REQUIRED ACTION:
Should a line in the entries below contain "coeffs", return that line.

DATA EXTRACT Block Start

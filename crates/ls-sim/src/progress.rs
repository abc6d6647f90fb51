/// Snapshot handed to progress callbacks after every tick.
#[derive(Debug, Clone, Default, PartialEq)]
pub struct TickProgress {
    /// Ticks executed so far.
    pub step: usize,
    pub steps: usize,
    /// Time of the tick just executed.
    pub sim_time_s: f64,
    pub t_end_s: f64,
    pub fraction_complete: f64,
    /// Warning markers recorded so far.
    pub warnings: usize,
}
//! Simulation loop for SISO control systems.
//!
//! Provides:
//! - `SimulationLoop`: the `Idle → Running → Completed | Aborted` state machine
//!   that steps generators, regulator and plant in a fixed order per tick
//! - `AbortHandle`: cross-thread cancellation, checked once per tick
//! - `compile_loop`: builds a loop from a validated `LoopDef`
//! - `run_batch`: independent loops in parallel, one per rayon task

pub mod abort;
pub mod batch;
pub mod compile;
pub mod error;
pub mod progress;
pub mod sim_loop;

pub use abort::AbortHandle;
pub use batch::{KERNEL_VERSION, RunOutcome, run_batch, run_definition};
pub use compile::{build_plant, compile_loop};
pub use error::{SimError, SimResult};
pub use progress::TickProgress;
pub use sim_loop::{
    CHANNEL_ERROR, CHANNEL_GENERATOR, CHANNEL_PLANT, CHANNEL_REGULATOR, LoopBuilder, LoopState,
    SimulationLoop,
};
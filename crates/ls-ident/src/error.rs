//! Error types for identifier construction.

use ls_models::ModelError;
use thiserror::Error;

#[derive(Error, Debug, Clone, PartialEq)]
pub enum IdentError {
    #[error("Invalid parameter: {what}")]
    InvalidParameter { what: String },

    #[error(transparent)]
    Model(#[from] ModelError),
}

pub type IdentResult<T> = Result<T, IdentError>;
//! Online ARX model identification by recursive least squares.
//!
//! The identifier consumes one `(u[k-1], y[k])` pair per step and refines its
//! coefficient estimate. Steps that carry no usable information are skipped
//! and reported as stalled instead of being allowed to corrupt the covariance.

pub mod error;
pub mod rls;

pub use error::{IdentError, IdentResult};
pub use rls::{ArxIdentifier, IdentifierConfig, UpdateOutcome};
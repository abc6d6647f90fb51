//! Recursive least-squares ARX identifier.
//!
//! Parameter vector `θ = [a_1..a_na, b_0..b_{nb-1}]`, regressor
//! `φ = [-y[k-1]..-y[k-na], u[k-d]..u[k-d-nb+1]]`. Per accepted sample:
//!
//! ```text
//! K = Pφ / (λ + φᵀPφ)
//! θ = θ + K (y - φᵀθ)
//! P = (P - K (Pφ)ᵀ) / λ
//! ```

use std::collections::VecDeque;

use ls_core::{Condition, Real, SampleHistory};
use ls_models::ArxCoefficients;
use nalgebra::{DMatrix, DVector};
use serde::{Deserialize, Serialize};

use crate::error::{IdentError, IdentResult};

/// Structure and tuning of an [`ArxIdentifier`].
#[derive(Debug, Clone, PartialEq, Serialize, Deserialize)]
#[serde(default)]
pub struct IdentifierConfig {
    /// Number of `a` coefficients.
    pub na: usize,
    /// Number of `b` coefficients.
    pub nb: usize,
    /// Transport delay in samples, at least 1.
    pub delay: usize,
    /// Forgetting factor λ in (0, 1]. 1 weighs all samples equally.
    pub forgetting: Real,
    /// Initial covariance `P0 = β·I`.
    pub initial_covariance: Real,
    /// Starting estimate; zeros when absent.
    pub initial_theta: Option<Vec<Real>>,
    /// Updates with `φᵀPφ` at or below this are skipped.
    pub min_information: Real,
    /// Rescale `P` when its trace exceeds this (covariance wind-up).
    pub max_covariance_trace: Option<Real>,
    /// Number of past estimates kept for inspection.
    pub theta_history: usize,
}

impl Default for IdentifierConfig {
    fn default() -> Self {
        Self {
            na: 1,
            nb: 1,
            delay: 1,
            forgetting: 1.0,
            initial_covariance: 1000.0,
            initial_theta: None,
            min_information: 1e-12,
            max_covariance_trace: Some(1e6),
            theta_history: 100,
        }
    }
}

impl IdentifierConfig {
    pub fn parameter_count(&self) -> usize {
        self.na + self.nb
    }

    pub fn validate(&self) -> IdentResult<()> {
        if self.nb == 0 {
            return Err(invalid("nb must be at least 1"));
        }
        if self.delay == 0 {
            return Err(invalid("identifier delay must be at least 1 sample"));
        }
        if !(self.forgetting > 0.0 && self.forgetting <= 1.0) {
            return Err(invalid(format!(
                "forgetting factor must lie in (0, 1] (got {})",
                self.forgetting
            )));
        }
        if !(self.initial_covariance.is_finite() && self.initial_covariance > 0.0) {
            return Err(invalid("initial covariance must be positive and finite"));
        }
        if !(self.min_information.is_finite() && self.min_information >= 0.0) {
            return Err(invalid("min_information must be non-negative and finite"));
        }
        if let Some(ceiling) = self.max_covariance_trace {
            let initial_trace = self.initial_covariance * self.parameter_count() as Real;
            if !(ceiling.is_finite() && ceiling >= initial_trace) {
                return Err(invalid(format!(
                    "max_covariance_trace must be finite and >= the initial trace {initial_trace}"
                )));
            }
        }
        if let Some(theta) = &self.initial_theta {
            if theta.len() != self.parameter_count() {
                return Err(invalid(format!(
                    "initial_theta has {} entries, structure needs {}",
                    theta.len(),
                    self.parameter_count()
                )));
            }
            if theta.iter().any(|v| !v.is_finite()) {
                return Err(invalid("initial_theta must be finite"));
            }
        }
        Ok(())
    }
}

/// Result of feeding one sample pair to the identifier.
#[derive(Debug, Clone, PartialEq)]
pub enum UpdateOutcome {
    /// Estimate refined; carries the a-priori prediction error.
    Accepted { prediction_error: Real },
    /// Estimate and covariance left untouched.
    Stalled(Condition),
}

impl UpdateOutcome {
    pub fn is_accepted(&self) -> bool {
        matches!(self, UpdateOutcome::Accepted { .. })
    }

    pub fn condition(&self) -> Option<&Condition> {
        match self {
            UpdateOutcome::Stalled(c) => Some(c),
            UpdateOutcome::Accepted { .. } => None,
        }
    }
}

#[derive(Debug, Clone)]
pub struct ArxIdentifier {
    config: IdentifierConfig,
    theta: DVector<Real>,
    p: DMatrix<Real>,
    inputs: SampleHistory,
    outputs: SampleHistory,
    history: VecDeque<DVector<Real>>,
    accepted: usize,
    stalled: usize,
    last_prediction_error: Option<Real>,
}

impl ArxIdentifier {
    pub fn new(config: IdentifierConfig) -> IdentResult<Self> {
        config.validate()?;
        let n = config.parameter_count();
        let theta = initial_theta(&config);
        Ok(Self {
            p: DMatrix::identity(n, n) * config.initial_covariance,
            inputs: SampleHistory::new(config.delay - 1 + config.nb),
            outputs: SampleHistory::new(config.na),
            history: VecDeque::with_capacity(config.theta_history),
            theta,
            config,
            accepted: 0,
            stalled: 0,
            last_prediction_error: None,
        })
    }

    pub fn config(&self) -> &IdentifierConfig {
        &self.config
    }

    /// Feed the input applied on the previous step and the output it produced.
    pub fn update(&mut self, input: Real, output: Real) -> UpdateOutcome {
        self.inputs.push(if input.is_finite() { input } else { 0.0 });
        let phi = self.regressor();

        if !output.is_finite() || phi.iter().any(|v| !v.is_finite()) {
            // hold the last output so later regressors stay aligned
            let held = self.outputs.get(0);
            self.outputs.push(held);
            return self.stall(format!("non-finite sample (u={input}, y={output})"));
        }

        let p_phi = &self.p * &phi;
        let information = phi.dot(&p_phi);
        let denominator = self.config.forgetting + information;
        if !information.is_finite() || information <= self.config.min_information {
            self.outputs.push(output);
            return self.stall(format!(
                "regressor carries no information (phi'P phi = {information:e})"
            ));
        }
        if !denominator.is_finite() || denominator <= Real::EPSILON {
            self.outputs.push(output);
            return self.stall(format!("gain denominator degenerate ({denominator:e})"));
        }

        let prediction_error = output - phi.dot(&self.theta);
        let gain = &p_phi / denominator;
        let theta = &self.theta + &gain * prediction_error;
        let mut p = (&self.p - &gain * p_phi.transpose()) / self.config.forgetting;
        p = (&p + p.transpose()) * 0.5;

        if theta.iter().any(|v| !v.is_finite()) || p.iter().any(|v| !v.is_finite()) {
            self.outputs.push(output);
            return self.stall("update produced non-finite estimate".to_string());
        }

        if let Some(ceiling) = self.config.max_covariance_trace {
            let trace = p.trace();
            if trace > ceiling {
                p *= ceiling / trace;
            }
        }

        self.theta = theta;
        self.p = p;
        self.outputs.push(output);
        self.accepted += 1;
        self.last_prediction_error = Some(prediction_error);
        self.remember_theta();
        UpdateOutcome::Accepted { prediction_error }
    }

    /// Current estimate as ARX coefficients.
    pub fn coefficients(&self) -> IdentResult<ArxCoefficients> {
        Ok(ArxCoefficients::from_theta(
            self.theta.as_slice(),
            self.config.na,
            self.config.delay,
        )?)
    }

    /// Denominator polynomial `[1, a_1, .., a_na]`.
    pub fn denominator(&self) -> Vec<Real> {
        std::iter::once(1.0)
            .chain(self.theta.iter().take(self.config.na).copied())
            .collect()
    }

    /// Numerator polynomial `[b_0, .., b_{nb-1}]`, delayed by `delay`.
    pub fn numerator(&self) -> Vec<Real> {
        self.theta.iter().skip(self.config.na).copied().collect()
    }

    pub fn theta(&self) -> &DVector<Real> {
        &self.theta
    }

    pub fn covariance(&self) -> &DMatrix<Real> {
        &self.p
    }

    /// Past estimates, oldest first.
    pub fn theta_history(&self) -> impl Iterator<Item = &DVector<Real>> {
        self.history.iter()
    }

    pub fn accepted_updates(&self) -> usize {
        self.accepted
    }

    pub fn stalled_updates(&self) -> usize {
        self.stalled
    }

    pub fn last_prediction_error(&self) -> Option<Real> {
        self.last_prediction_error
    }

    /// One-step-ahead prediction of the next output if `input` is applied now.
    pub fn predict_next(&self, input: Real) -> Real {
        let mut inputs = self.inputs.clone();
        inputs.push(input);
        let phi = build_regressor(&self.config, &self.outputs, &inputs);
        phi.dot(&self.theta)
    }

    pub fn reset(&mut self) {
        let n = self.config.parameter_count();
        self.theta = initial_theta(&self.config);
        self.p = DMatrix::identity(n, n) * self.config.initial_covariance;
        self.inputs.clear();
        self.outputs.clear();
        self.history.clear();
        self.accepted = 0;
        self.stalled = 0;
        self.last_prediction_error = None;
    }

    fn regressor(&self) -> DVector<Real> {
        build_regressor(&self.config, &self.outputs, &self.inputs)
    }

    fn stall(&mut self, reason: String) -> UpdateOutcome {
        self.stalled += 1;
        UpdateOutcome::Stalled(Condition::IdentificationStalled { reason })
    }

    fn remember_theta(&mut self) {
        if self.config.theta_history == 0 {
            return;
        }
        if self.history.len() == self.config.theta_history {
            self.history.pop_front();
        }
        self.history.push_back(self.theta.clone());
    }
}

/// `inputs.get(0)` is `u[k-1]`, `outputs.get(0)` is `y[k-1]`.
fn build_regressor(
    config: &IdentifierConfig,
    outputs: &SampleHistory,
    inputs: &SampleHistory,
) -> DVector<Real> {
    let lagged_outputs = (0..config.na).map(|i| -outputs.get(i));
    let lagged_inputs = (0..config.nb).map(|j| inputs.get(config.delay - 1 + j));
    DVector::from_iterator(config.parameter_count(), lagged_outputs.chain(lagged_inputs))
}

fn initial_theta(config: &IdentifierConfig) -> DVector<Real> {
    match &config.initial_theta {
        Some(theta) => DVector::from_column_slice(theta),
        None => DVector::zeros(config.parameter_count()),
    }
}

fn invalid(what: impl Into<String>) -> IdentError {
    IdentError::InvalidParameter { what: what.into() }
}
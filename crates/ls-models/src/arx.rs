//! ARX coefficient sets.
//!
//! Convention: `y[k] = -Σ a_i y[k-i] + Σ b_j u[k-d-j]` with `i = 1..=na`,
//! `j = 0..nb` and transport delay `d`. For `d = 1`, `b[0]` multiplies
//! `u[k-1]`.

use ls_core::{Real, SampleHistory, ensure_all_finite};
use serde::{Deserialize, Serialize};

use crate::error::{ModelError, ModelResult};

#[derive(Debug, Clone, PartialEq, Serialize, Deserialize)]
pub struct ArxCoefficients {
    /// Output coefficients `a_1..a_na`.
    pub a: Vec<Real>,
    /// Input coefficients `b_0..b_{nb-1}`.
    pub b: Vec<Real>,
    /// Transport delay in samples.
    #[serde(default)]
    pub delay: usize,
}

impl ArxCoefficients {
    pub fn new(a: Vec<Real>, b: Vec<Real>, delay: usize) -> ModelResult<Self> {
        let coeffs = Self { a, b, delay };
        coeffs.validate()?;
        Ok(coeffs)
    }

    /// `y[k] = pole * y[k-1] + gain * u[k-delay]`.
    pub fn first_order(pole: Real, gain: Real, delay: usize) -> ModelResult<Self> {
        Self::new(vec![-pole], vec![gain], delay)
    }

    pub fn validate(&self) -> ModelResult<()> {
        if self.b.is_empty() {
            return Err(ModelError::invalid("ARX model needs at least one b coefficient"));
        }
        ensure_all_finite(&self.a, "a coefficients")?;
        ensure_all_finite(&self.b, "b coefficients")?;
        Ok(())
    }

    pub fn na(&self) -> usize {
        self.a.len()
    }

    pub fn nb(&self) -> usize {
        self.b.len()
    }

    /// Input samples needed to evaluate one output, current input included.
    pub fn input_depth(&self) -> usize {
        self.delay + self.b.len()
    }

    /// True when `other` has the same na, nb and delay.
    pub fn same_shape(&self, other: &ArxCoefficients) -> bool {
        self.na() == other.na() && self.nb() == other.nb() && self.delay == other.delay
    }

    /// Output for the current step.
    ///
    /// `outputs.get(0)` must be `y[k-1]` and `inputs.get(0)` must be `u[k]`.
    pub fn predict(&self, outputs: &SampleHistory, inputs: &SampleHistory) -> Real {
        let forced: Real = self
            .b
            .iter()
            .enumerate()
            .map(|(j, b)| b * inputs.get(self.delay + j))
            .sum();
        let free: Real = self
            .a
            .iter()
            .enumerate()
            .map(|(i, a)| a * outputs.get(i))
            .sum();
        forced - free
    }

    /// Steady-state gain `Σb / (1 + Σa)`, `None` for a pole at z = 1.
    pub fn dc_gain(&self) -> Option<Real> {
        let den = 1.0 + self.a.iter().sum::<Real>();
        if den.abs() < 1e-12 {
            None
        } else {
            Some(self.b.iter().sum::<Real>() / den)
        }
    }

    /// Response to a unit step applied at k = 0, for `count` samples.
    pub fn step_response(&self, count: usize) -> Vec<Real> {
        let mut outputs = SampleHistory::new(self.na());
        let mut inputs = SampleHistory::new(self.input_depth());
        (0..count)
            .map(|_| {
                inputs.push(1.0);
                let y = self.predict(&outputs, &inputs);
                outputs.push(y);
                y
            })
            .collect()
    }

    /// Flatten to `[a_1..a_na, b_0..b_{nb-1}]`.
    pub fn to_theta(&self) -> Vec<Real> {
        self.a.iter().chain(self.b.iter()).copied().collect()
    }

    /// Inverse of [`Self::to_theta`] for a known structure.
    pub fn from_theta(theta: &[Real], na: usize, delay: usize) -> ModelResult<Self> {
        if theta.len() <= na {
            return Err(ModelError::invalid(format!(
                "theta of length {} cannot hold {na} a coefficients and at least one b",
                theta.len()
            )));
        }
        let (a, b) = theta.split_at(na);
        Self::new(a.to_vec(), b.to_vec(), delay)
    }
}

#[cfg(test)]
mod tests {
    use super::*;

    #[test]
    fn first_order_step_response() {
        let c = ArxCoefficients::first_order(0.9, 0.1, 1).unwrap();
        let s = c.step_response(4);
        assert_eq!(s[0], 0.0);
        assert!((s[1] - 0.1).abs() < 1e-12);
        assert!((s[2] - 0.19).abs() < 1e-12);
        assert!((s[3] - 0.271).abs() < 1e-12);
    }

    #[test]
    fn zero_delay_is_direct_feedthrough() {
        let c = ArxCoefficients::first_order(0.5, 2.0, 0).unwrap();
        assert_eq!(c.step_response(1), vec![2.0]);
    }

    #[test]
    fn dc_gain_of_first_order() {
        let c = ArxCoefficients::first_order(0.9, 0.1, 1).unwrap();
        assert!((c.dc_gain().unwrap() - 1.0).abs() < 1e-12);
        let integrator = ArxCoefficients::first_order(1.0, 1.0, 1).unwrap();
        assert!(integrator.dc_gain().is_none());
    }

    #[test]
    fn theta_round_trip_keeps_structure() {
        let c = ArxCoefficients::new(vec![-1.2, 0.35], vec![0.5, 0.25], 2).unwrap();
        let back = ArxCoefficients::from_theta(&c.to_theta(), 2, 2).unwrap();
        assert_eq!(c, back);
        assert!(ArxCoefficients::from_theta(&[0.1, 0.2], 2, 1).is_err());
    }

    #[test]
    fn empty_b_is_invalid() {
        assert!(matches!(
            ArxCoefficients::new(vec![0.5], vec![], 1),
            Err(ModelError::InvalidParameter { .. })
        ));
        assert!(ArxCoefficients::new(vec![Real::NAN], vec![1.0], 1).is_err());
    }
}
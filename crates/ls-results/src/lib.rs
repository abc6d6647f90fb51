//! ls-results: run historian and run identity.

pub mod hash;
pub mod historian;
pub mod types;

pub use hash::compute_run_id;
pub use historian::{Historian, Window};
pub use types::*;

pub type ResultsResult<T> = Result<T, ResultsError>;

#[derive(thiserror::Error, Debug, Clone, PartialEq)]
pub enum ResultsError {
    #[error("Non-monotonic timestamp on '{channel}': {time_s} after {last_s}")]
    NonMonotonicTimestamp {
        channel: String,
        time_s: f64,
        last_s: f64,
    },

    #[error("Non-finite timestamp on '{channel}': {time_s}")]
    NonFiniteTimestamp { channel: String, time_s: f64 },

    #[error("Unknown channel: {channel}")]
    UnknownChannel { channel: String },
}
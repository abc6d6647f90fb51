//! External cancellation of a running loop.

use std::sync::Arc;
use std::sync::atomic::{AtomicBool, Ordering};

/// Shared abort flag. Clones observe the same flag; the loop checks it once
/// at the start of every tick and never interrupts a step in flight.
#[derive(Debug, Clone, Default)]
pub struct AbortHandle(Arc<AtomicBool>);

impl AbortHandle {
    pub fn new() -> Self {
        Self::default()
    }

    pub fn abort(&self) {
        self.0.store(true, Ordering::SeqCst);
    }

    pub fn is_aborted(&self) -> bool {
        self.0.load(Ordering::SeqCst)
    }

    pub(crate) fn clear(&self) {
        self.0.store(false, Ordering::SeqCst);
    }
}
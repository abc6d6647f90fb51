//! Error types for loop construction and driving.

use thiserror::Error;

/// Errors raised while building or driving a loop.
///
/// Faults inside a running tick do not surface here: they move the loop to
/// `Aborted` and are reported through its state.
#[derive(Error, Debug)]
pub enum SimError {
    #[error("Invalid parameter: {what}")]
    InvalidParameter { what: String },

    #[error("Loop is {state}; {action} needs {expected}")]
    InvalidState {
        state: String,
        action: &'static str,
        expected: &'static str,
    },

    #[error("Block '{block}' failed: {source}")]
    BlockFailed {
        block: String,
        source: ls_core::CoreError,
    },

    #[error(transparent)]
    Core(#[from] ls_core::CoreError),

    #[error("Generator: {0}")]
    Signal(#[from] ls_signals::SignalError),

    #[error("Plant: {0}")]
    Model(#[from] ls_models::ModelError),

    #[error("Regulator: {0}")]
    Control(#[from] ls_controls::ControlError),

    #[error("Historian: {0}")]
    Results(#[from] ls_results::ResultsError),

    #[error("Definition: {0}")]
    Project(#[from] ls_project::ProjectError),
}

pub type SimResult<T> = Result<T, SimError>;

impl From<ls_project::ValidationError> for SimError {
    fn from(e: ls_project::ValidationError) -> Self {
        SimError::Project(e.into())
    }
}
//! Result data types.

use ls_core::Condition;
use serde::{Deserialize, Serialize};

pub type RunId = String;

#[derive(Debug, Clone, PartialEq, Serialize, Deserialize)]
pub struct RunManifest {
    pub run_id: RunId,
    pub loop_name: String,
    /// RFC 3339 creation time.
    pub timestamp: String,
    pub period_s: f64,
    pub steps: usize,
    pub kernel_version: String,
}

impl RunManifest {
    pub fn new(def: &ls_project::LoopDef, kernel_version: &str) -> Self {
        Self {
            run_id: crate::compute_run_id(def, kernel_version),
            loop_name: def.name.clone(),
            timestamp: chrono::Utc::now().to_rfc3339(),
            period_s: def.period_s,
            steps: def.steps,
            kernel_version: kernel_version.to_string(),
        }
    }
}

#[derive(Debug, Clone, Copy, PartialEq, Serialize, Deserialize)]
pub struct Sample {
    pub time_s: f64,
    pub value: f64,
}

/// A recoverable condition raised by a named block during a tick.
#[derive(Debug, Clone, PartialEq, Serialize, Deserialize)]
pub struct WarningRecord {
    pub time_s: f64,
    pub source: String,
    pub condition: Condition,
}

DATA EXTRACT Block End

RESULT OF THIS EXERCISE:
        let coeffs = Self { a, b, delay };
        coeffs.validate()?;
        Ok(coeffs)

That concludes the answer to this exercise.